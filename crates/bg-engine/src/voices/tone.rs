//! Pitched oscillator voice.

use arrayvec::ArrayVec;
use bg_ir::{clamp, semitones_to_ratio, ToneParams, Waveform};

use super::envelope::{Adsr, Curve};
use super::{or_default, route, Scheduled, CLEANUP_MARGIN};
use crate::config::CompressorSettings;
use crate::error::EngineError;
use crate::graph::{FilterType, ParamId, UnitKey};
use crate::synth::SynthContext;

/// Seconds sources run past the gate.
const SOURCE_TAIL: f64 = 0.05;

/// Seconds the vibrato LFO runs past the gate.
const VIBRATO_TAIL: f64 = 0.1;

/// Threshold is per voice; the rest is fixed.
pub(super) fn tone_compressor(threshold: f64, release: f64) -> CompressorSettings {
    CompressorSettings::new(clamp(threshold, -60.0, 0.0), 10.0, 3.0, 0.003, release)
}

/// Sine LFO adding `depth` semitones (as Hz around `frequency`) to the
/// frequency of every oscillator in `targets`.
#[allow(clippy::too_many_arguments)]
pub(super) fn vibrato(
    synth: &mut SynthContext<'_>,
    targets: &[UnitKey],
    frequency: f64,
    rate: f64,
    depth: f64,
    when: f64,
    stop: f64,
    release_at: f64,
) -> Result<(), EngineError> {
    if !(rate > 0.0 && depth > 0.0) {
        return Ok(());
    }
    let lfo = synth.oscillator(Waveform::Sine, clamp(rate, 0.0, 50.0))?;
    let depth_hz = frequency * (semitones_to_ratio(clamp(depth, 0.0, 24.0)) - 1.0);
    let amount = synth.gain(depth_hz, release_at)?;
    synth.connect(lfo, amount)?;
    for &osc in targets {
        synth.ctx.connect_param(amount, osc, ParamId::Frequency)?;
    }
    synth.play(lfo, when, stop)
}

pub(super) fn trigger(
    p: &ToneParams,
    synth: &mut SynthContext<'_>,
    when: f64,
    duration: Option<f64>,
) -> Result<Scheduled, EngineError> {
    let gate = duration.unwrap_or_else(|| clamp(p.duration, 0.01, 10.0));
    let cleanup = when + gate + CLEANUP_MARGIN;
    let frequency = clamp(p.frequency, 1.0, 20_000.0) * semitones_to_ratio(clamp(p.detune, -48.0, 48.0));

    let osc = synth.oscillator(p.waveform, frequency)?;
    let (env, gain) = synth.envelope(cleanup)?;
    Adsr {
        attack: p.attack,
        decay: p.decay,
        sustain: p.sustain,
        release: p.release,
        peak: 1.0,
        curve: Curve::Linear,
    }
    .apply(gain, when, gate);
    synth.connect(osc, env)?;

    vibrato(
        synth,
        &[osc],
        frequency,
        p.vibrato_rate,
        p.vibrato_depth,
        when,
        when + gate + VIBRATO_TAIL,
        cleanup,
    )?;

    let mut chain: ArrayVec<UnitKey, 6> = ArrayVec::new();
    chain.push(env);
    if p.saturation > 0.001 {
        let curve = synth.caches.soft_clip_curve(p.saturation);
        chain.push(synth.shaper(curve, cleanup)?);
    }
    chain.push(synth.filter(FilterType::Highpass, or_default(p.hp_freq, 10.0).max(10.0), 1.0, cleanup)?);
    chain.push(synth.filter(FilterType::Lowpass, or_default(p.lp_freq, 20_000.0).max(200.0), 1.0, cleanup)?);
    chain.push(synth.compressor(tone_compressor(or_default(p.comp_threshold, -24.0), 0.25), cleanup)?);
    let level = clamp(or_default(p.level, 1.0), 0.0, 2.0) * synth.makeup.tone;
    chain.push(synth.gain(level, cleanup)?);
    route(synth, &chain)?;

    synth.play(osc, when, when + gate + SOURCE_TAIL)?;
    Ok(Scheduled::single(when, cleanup))
}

Exercise instructions
Write out every entry verbatim.

Task result
filename crates/bg-engine/src/voices/tone.rs
//! Pitched oscillator voice.

use arrayvec::ArrayVec;
use bg_ir::{clamp, semitones_to_ratio, ToneParams, Waveform};

use super::envelope::{Adsr, Curve};
use super::{or_default, route, Scheduled, CLEANUP_MARGIN};
use crate::config::CompressorSettings;
use crate::error::EngineError;
use crate::graph::{FilterType, ParamId, UnitKey};
use crate::synth::SynthContext;

/// Seconds sources run past the gate.
const SOURCE_TAIL: f64 = 0.05;

/// Seconds the vibrato LFO runs past the gate.
const VIBRATO_TAIL: f64 = 0.1;

/// Threshold is per voice; the rest is fixed.
pub(super) fn tone_compressor(threshold: f64, release: f64) -> CompressorSettings {
    CompressorSettings::new(clamp(threshold, -60.0, 0.0), 10.0, 3.0, 0.003, release)
}

/// Sine LFO adding `depth` semitones (as Hz around `frequency`) to the
/// frequency of every oscillator in `targets`.
#[allow(clippy::too_many_arguments)]
pub(super) fn vibrato(
    synth: &mut SynthContext<'_>,
    targets: &[UnitKey],
    frequency: f64,
    rate: f64,
    depth: f64,
    when: f64,
    stop: f64,
    release_at: f64,
) -> Result<(), EngineError> {
    if !(rate > 0.0 && depth > 0.0) {
        return Ok(());
    }
    let lfo = synth.oscillator(Waveform::Sine, clamp(rate, 0.0, 50.0))?;
    let depth_hz = frequency * (semitones_to_ratio(clamp(depth, 0.0, 24.0)) - 1.0);
    let amount = synth.gain(depth_hz, release_at)?;
    synth.connect(lfo, amount)?;
    for &osc in targets {
        synth.ctx.connect_param(amount, osc, ParamId::Frequency)?;
    }
    synth.play(lfo, when, stop)
}

pub(super) fn trigger(
    p: &ToneParams,
    synth: &mut SynthContext<'_>,
    when: f64,
    duration: Option<f64>,
) -> Result<Scheduled, EngineError> {
    let gate = duration.unwrap_or_else(|| clamp(p.duration, 0.01, 10.0));
    let cleanup = when + gate + CLEANUP_MARGIN;
    let frequency = clamp(p.frequency, 1.0, 20_000.0) * semitones_to_ratio(clamp(p.detune, -48.0, 48.0));

    let osc = synth.oscillator(p.waveform, frequency)?;
    let (env, gain) = synth.envelope(cleanup)?;
    Adsr {
        attack: p.attack,
        decay: p.decay,
        sustain: p.sustain,
        release: p.release,
        peak: 1.0,
        curve: Curve::Linear,
    }
    .apply(gain, when, gate);
    synth.connect(osc, env)?;

    vibrato(
        synth,
        &[osc],
        frequency,
        p.vibrato_rate,
        p.vibrato_depth,
        when,
        when + gate + VIBRATO_TAIL,
        cleanup,
    )?;

    let mut chain: ArrayVec<UnitKey, 6> = ArrayVec::new();
    chain.push(env);
    if p.saturation > 0.001 {
        let curve = synth.caches.soft_clip_curve(p.saturation);
        chain.push(synth.shaper(curve, cleanup)?);
    }
    chain.push(synth.filter(FilterType::Highpass, or_default(p.hp_freq, 10.0).max(10.0), 1.0, cleanup)?);
    chain.push(synth.filter(FilterType::Lowpass, or_default(p.lp_freq, 20_000.0).max(200.0), 1.0, cleanup)?);
    chain.push(synth.compressor(tone_compressor(or_default(p.comp_threshold, -24.0), 0.25), cleanup)?);
    let level = clamp(or_default(p.level, 1.0), 0.0, 2.0) * synth.makeup.tone;
    chain.push(synth.gain(level, cleanup)?);
    route(synth, &chain)?;

    synth.play(osc, when, when + gate + SOURCE_TAIL)?;
    Ok(Scheduled::single(when, cleanup))
}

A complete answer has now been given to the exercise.